Once Tracy had seen the astonishing recycling work Extrupet was doing, she thought, hey, fashion accessories: “Since I was working with illustrators, why not collaborate with Durban fashion designers.” Tracy approached Amanda Laird-Cherry, who was thrilled with the concept – she’s making the bags. The fabric used to make them is a thicker, felt-like fabric made 100% of recycled bottles; and Holmes Bros, the T-shirts (75% plastic, but feel just like any Tee).
For It’s Not Made In China, their focus is on their bottled water, but they love to explore other concepts. For now, it’s more around marketing and PR, rather than a strong revenue stream. But who knows? They’ve set up an online shop.
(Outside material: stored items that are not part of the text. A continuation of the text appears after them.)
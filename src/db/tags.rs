//! Chat-scoped tag vocabulary and message/tag assignments.
//!
//! Tags exist only while at least one message in the chat carries them: every
//! path that removes an assignment also drops the tag once it is orphaned.

use std::collections::HashMap;

use sqlx::{QueryBuilder, Row, Sqlite, SqliteConnection};

use super::chats::ensure_member;
use super::DatabasePool;
use crate::errors::AppError;
use crate::models::{TagOperation, TaggedMessage};

/// Manager for tags and their assignment to messages.
#[derive(Clone)]
pub struct TagManager {
    pool: DatabasePool,
}

impl TagManager {
    pub fn new(pool: DatabasePool) -> Self {
        Self { pool }
    }

    // ==================== RETRIEVAL ====================

    /// Messages carrying `tag` in the chat, in tagging order.
    pub async fn get_messages(
        &self,
        user_id: i64,
        chat_id: i64,
        tag: &str,
    ) -> Result<Vec<TaggedMessage>, AppError> {
        let mut tx = self.pool.reader.begin().await?;
        ensure_member(&mut tx, user_id, chat_id).await?;

        let message_ids: Vec<String> = sqlx::query_scalar(
            "SELECT message_id FROM message_tags WHERE tag_chat_id = ? AND tag_name = ? ORDER BY rowid",
        )
        .bind(chat_id)
        .bind(tag)
        .fetch_all(&mut *tx)
        .await?;
        tx.commit().await?;

        Ok(message_ids
            .into_iter()
            .map(|message_id| TaggedMessage {
                message_id,
                chat_id,
                tags: vec![tag.to_string()],
            })
            .collect())
    }

    /// Messages matching several tags combined with `op`.
    ///
    /// `Or` annotates each message with the requested tags it carries; `And`
    /// returns only messages carrying every requested tag, annotated with all of them.
    pub async fn get_messages_multitag(
        &self,
        user_id: i64,
        chat_id: i64,
        tags: &[String],
        op: TagOperation,
    ) -> Result<Vec<TaggedMessage>, AppError> {
        let wanted = dedup_tags(tags);
        if wanted.is_empty() {
            return Ok(Vec::new());
        }

        let mut tx = self.pool.reader.begin().await?;
        ensure_member(&mut tx, user_id, chat_id).await?;

        let messages = match op {
            TagOperation::Or => {
                let mut query = QueryBuilder::<Sqlite>::new(
                    "SELECT message_id, tag_name FROM message_tags WHERE tag_chat_id = ",
                );
                query.push_bind(chat_id);
                push_name_list(&mut query, " AND tag_name IN (", &wanted);
                query.push(" ORDER BY rowid");
                let rows = query.build().fetch_all(&mut *tx).await?;

                let mut messages: Vec<TaggedMessage> = Vec::new();
                let mut positions: HashMap<String, usize> = HashMap::new();
                for row in rows {
                    let message_id: String = row.get("message_id");
                    let tag_name: String = row.get("tag_name");
                    let idx = *positions.entry(message_id.clone()).or_insert_with(|| {
                        messages.push(TaggedMessage {
                            message_id,
                            chat_id,
                            tags: Vec::new(),
                        });
                        messages.len() - 1
                    });
                    messages[idx].tags.push(tag_name);
                }
                // Annotations follow the order of the request
                for message in &mut messages {
                    message
                        .tags
                        .sort_by_key(|t| wanted.iter().position(|w| w == t));
                }
                messages
            }
            TagOperation::And => {
                let mut query = QueryBuilder::<Sqlite>::new(
                    "SELECT message_id FROM message_tags WHERE tag_chat_id = ",
                );
                query.push_bind(chat_id);
                push_name_list(&mut query, " AND tag_name IN (", &wanted);
                query.push(" GROUP BY message_id HAVING COUNT(DISTINCT tag_name) = ");
                query.push_bind(wanted.len() as i64);
                query.push(" ORDER BY MIN(rowid)");
                let rows = query.build().fetch_all(&mut *tx).await?;

                rows.iter()
                    .map(|row| TaggedMessage {
                        message_id: row.get("message_id"),
                        chat_id,
                        tags: wanted.clone(),
                    })
                    .collect()
            }
        };
        tx.commit().await?;

        tracing::debug!(user_id, chat_id, %op, found = messages.len(), "Multi-tag lookup");
        Ok(messages)
    }

    /// All tags defined in the chat.
    pub async fn get_tags(&self, user_id: i64, chat_id: i64) -> Result<Vec<String>, AppError> {
        let mut tx = self.pool.reader.begin().await?;
        ensure_member(&mut tx, user_id, chat_id).await?;

        let tags = sqlx::query_scalar("SELECT name FROM tags WHERE chat_id = ? ORDER BY name")
            .bind(chat_id)
            .fetch_all(&mut *tx)
            .await?;
        tx.commit().await?;
        Ok(tags)
    }

    /// All tags on one message, in the order they were attached.
    pub async fn get_message_tags(
        &self,
        user_id: i64,
        chat_id: i64,
        message_id: &str,
    ) -> Result<Vec<String>, AppError> {
        let mut tx = self.pool.reader.begin().await?;
        ensure_member(&mut tx, user_id, chat_id).await?;

        let tags = sqlx::query_scalar(
            "SELECT tag_name FROM message_tags WHERE tag_chat_id = ? AND message_id = ? ORDER BY rowid",
        )
        .bind(chat_id)
        .bind(message_id)
        .fetch_all(&mut *tx)
        .await?;
        tx.commit().await?;
        Ok(tags)
    }

    // ==================== ASSIGNMENT ====================

    /// Add a tag to a message.
    pub async fn add_tag(
        &self,
        user_id: i64,
        chat_id: i64,
        tag: &str,
        message_id: &str,
    ) -> Result<(), AppError> {
        let mut tx = self.pool.writer.begin().await?;
        ensure_member(&mut tx, user_id, chat_id).await?;

        assign_tag(&mut tx, chat_id, tag, message_id).await?;

        tx.commit().await?;
        tracing::info!(user_id, chat_id, tag, message_id, "Tag assigned");
        Ok(())
    }

    /// Add several tags to a message. Either all are assigned or none.
    pub async fn add_tags(
        &self,
        user_id: i64,
        chat_id: i64,
        tags: &[String],
        message_id: &str,
    ) -> Result<(), AppError> {
        let mut tx = self.pool.writer.begin().await?;
        ensure_member(&mut tx, user_id, chat_id).await?;

        for tag in tags {
            assign_tag(&mut tx, chat_id, tag, message_id).await?;
        }

        tx.commit().await?;
        tracing::info!(user_id, chat_id, message_id, count = tags.len(), "Tags assigned");
        Ok(())
    }

    /// Add one tag to several messages.
    pub async fn add_tag_to_many(
        &self,
        user_id: i64,
        chat_id: i64,
        tag: &str,
        message_ids: &[String],
    ) -> Result<(), AppError> {
        let mut tx = self.pool.writer.begin().await?;
        ensure_member(&mut tx, user_id, chat_id).await?;

        get_or_create_tag(&mut tx, chat_id, tag).await?;
        for message_id in message_ids {
            check_tag_not_assigned(&mut tx, chat_id, tag, message_id).await?;
            insert_assignment(&mut tx, chat_id, tag, message_id).await?;
        }

        tx.commit().await?;
        tracing::info!(user_id, chat_id, tag, count = message_ids.len(), "Tag assigned to messages");
        Ok(())
    }

    /// Add the same tags to several messages.
    pub async fn add_tags_to_many(
        &self,
        user_id: i64,
        chat_id: i64,
        tags: &[String],
        message_ids: &[String],
    ) -> Result<(), AppError> {
        let mut tx = self.pool.writer.begin().await?;
        ensure_member(&mut tx, user_id, chat_id).await?;

        for message_id in message_ids {
            for tag in tags {
                assign_tag(&mut tx, chat_id, tag, message_id).await?;
            }
        }

        tx.commit().await?;
        tracing::info!(
            user_id,
            chat_id,
            tags = tags.len(),
            messages = message_ids.len(),
            "Tags assigned to messages"
        );
        Ok(())
    }

    // ==================== VOCABULARY CHANGES ====================

    /// Rename a tag, merging into `new_tag` when it already exists.
    ///
    /// On merge, messages that already carry `new_tag` simply lose `old_tag`.
    pub async fn rename_tag(
        &self,
        user_id: i64,
        chat_id: i64,
        old_tag: &str,
        new_tag: &str,
    ) -> Result<(), AppError> {
        let mut tx = self.pool.writer.begin().await?;
        ensure_member(&mut tx, user_id, chat_id).await?;

        if !tag_exists(&mut tx, chat_id, old_tag).await? {
            return Err(AppError::NotFound(format!(
                "Tag {} not found in chat {}",
                old_tag, chat_id
            )));
        }
        if old_tag == new_tag {
            return Ok(());
        }
        let merge = tag_exists(&mut tx, chat_id, new_tag).await?;

        get_or_create_tag(&mut tx, chat_id, new_tag).await?;

        // Drop assignments that would duplicate an existing one of the target
        sqlx::query(
            r#"DELETE FROM message_tags
               WHERE tag_chat_id = ? AND tag_name = ?
                 AND message_id IN (
                     SELECT message_id FROM message_tags WHERE tag_chat_id = ? AND tag_name = ?
                 )"#,
        )
        .bind(chat_id)
        .bind(old_tag)
        .bind(chat_id)
        .bind(new_tag)
        .execute(&mut *tx)
        .await?;

        sqlx::query(
            "UPDATE message_tags SET tag_name = ? WHERE tag_chat_id = ? AND tag_name = ?",
        )
        .bind(new_tag)
        .bind(chat_id)
        .bind(old_tag)
        .execute(&mut *tx)
        .await?;

        sqlx::query("DELETE FROM tags WHERE chat_id = ? AND name = ?")
            .bind(chat_id)
            .bind(old_tag)
            .execute(&mut *tx)
            .await?;

        tx.commit().await?;
        tracing::info!(user_id, chat_id, old_tag, new_tag, merge, "Tag renamed");
        Ok(())
    }

    /// Swap `old_tag` for `new_tag` on one message.
    ///
    /// Runs as one transaction: if `new_tag` is already on the message nothing
    /// changes. `old_tag` is dropped from the chat when this was its last use.
    pub async fn reassign_tag(
        &self,
        user_id: i64,
        chat_id: i64,
        message_id: &str,
        old_tag: &str,
        new_tag: &str,
    ) -> Result<(), AppError> {
        let mut tx = self.pool.writer.begin().await?;
        ensure_member(&mut tx, user_id, chat_id).await?;

        assign_tag(&mut tx, chat_id, new_tag, message_id).await?;

        let removed = delete_assignment(&mut tx, chat_id, old_tag, message_id).await?;
        if removed {
            drop_if_orphaned(&mut tx, chat_id, old_tag).await?;
        }

        tx.commit().await?;
        tracing::info!(user_id, chat_id, message_id, old_tag, new_tag, "Tag reassigned");
        Ok(())
    }

    /// Delete a tag and all of its assignments.
    pub async fn delete_tag(&self, user_id: i64, chat_id: i64, tag: &str) -> Result<(), AppError> {
        let mut tx = self.pool.writer.begin().await?;
        ensure_member(&mut tx, user_id, chat_id).await?;

        if !tag_exists(&mut tx, chat_id, tag).await? {
            return Err(AppError::NotFound(format!(
                "Tag {} not found in chat {}",
                tag, chat_id
            )));
        }

        sqlx::query("DELETE FROM message_tags WHERE tag_chat_id = ? AND tag_name = ?")
            .bind(chat_id)
            .bind(tag)
            .execute(&mut *tx)
            .await?;
        sqlx::query("DELETE FROM tags WHERE chat_id = ? AND name = ?")
            .bind(chat_id)
            .bind(tag)
            .execute(&mut *tx)
            .await?;

        tx.commit().await?;
        tracing::info!(user_id, chat_id, tag, "Tag deleted");
        Ok(())
    }

    /// Remove one tag from one message.
    pub async fn remove_tag_from_message(
        &self,
        user_id: i64,
        chat_id: i64,
        tag: &str,
        message_id: &str,
    ) -> Result<(), AppError> {
        let mut tx = self.pool.writer.begin().await?;
        ensure_member(&mut tx, user_id, chat_id).await?;

        if !delete_assignment(&mut tx, chat_id, tag, message_id).await? {
            return Err(AppError::NotFound(format!(
                "Tag {} is not assigned to message {}",
                tag, message_id
            )));
        }
        drop_if_orphaned(&mut tx, chat_id, tag).await?;

        tx.commit().await?;
        tracing::info!(user_id, chat_id, tag, message_id, "Tag removed from message");
        Ok(())
    }

    /// Forget a message: drop all its assignments and any tags left orphaned.
    ///
    /// Unlike every other operation here, no membership check is made.
    pub async fn delete_message(
        &self,
        user_id: i64,
        chat_id: i64,
        message_id: &str,
    ) -> Result<(), AppError> {
        let mut tx = self.pool.writer.begin().await?;

        let tag_names: Vec<String> = sqlx::query_scalar(
            "SELECT tag_name FROM message_tags WHERE tag_chat_id = ? AND message_id = ?",
        )
        .bind(chat_id)
        .bind(message_id)
        .fetch_all(&mut *tx)
        .await?;

        if tag_names.is_empty() {
            return Ok(());
        }

        sqlx::query("DELETE FROM message_tags WHERE tag_chat_id = ? AND message_id = ?")
            .bind(chat_id)
            .bind(message_id)
            .execute(&mut *tx)
            .await?;

        let mut query = QueryBuilder::<Sqlite>::new("DELETE FROM tags WHERE chat_id = ");
        query.push_bind(chat_id);
        push_name_list(&mut query, " AND name IN (", &tag_names);
        query.push(
            " AND NOT EXISTS (SELECT 1 FROM message_tags mt WHERE mt.tag_chat_id = tags.chat_id AND mt.tag_name = tags.name)",
        );
        let dropped = query.build().execute(&mut *tx).await?.rows_affected();

        tx.commit().await?;
        tracing::info!(
            user_id,
            chat_id,
            message_id,
            unassigned = tag_names.len(),
            dropped,
            "Message forgotten"
        );
        Ok(())
    }
}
For the couple – and all those who are illustrating, bottling, collaborating, recycling, relaunching careers off the back of this – this is the shape of the dream they had. No large corporates, just small outlets passionate about It’s Not Made In China bottled water – “Pofadder, the Karoo, little dorpies are our biggest fans, largest market. We’re giving pickers a job, a life and an income, we’re recycling everything back into whatever we can, and we’re recycling the bottle pre-form. Our customers re-use our bottles over and over. We know this because they tell us. They do this because they like our bottles.”
And it’s (definitely) not made in China.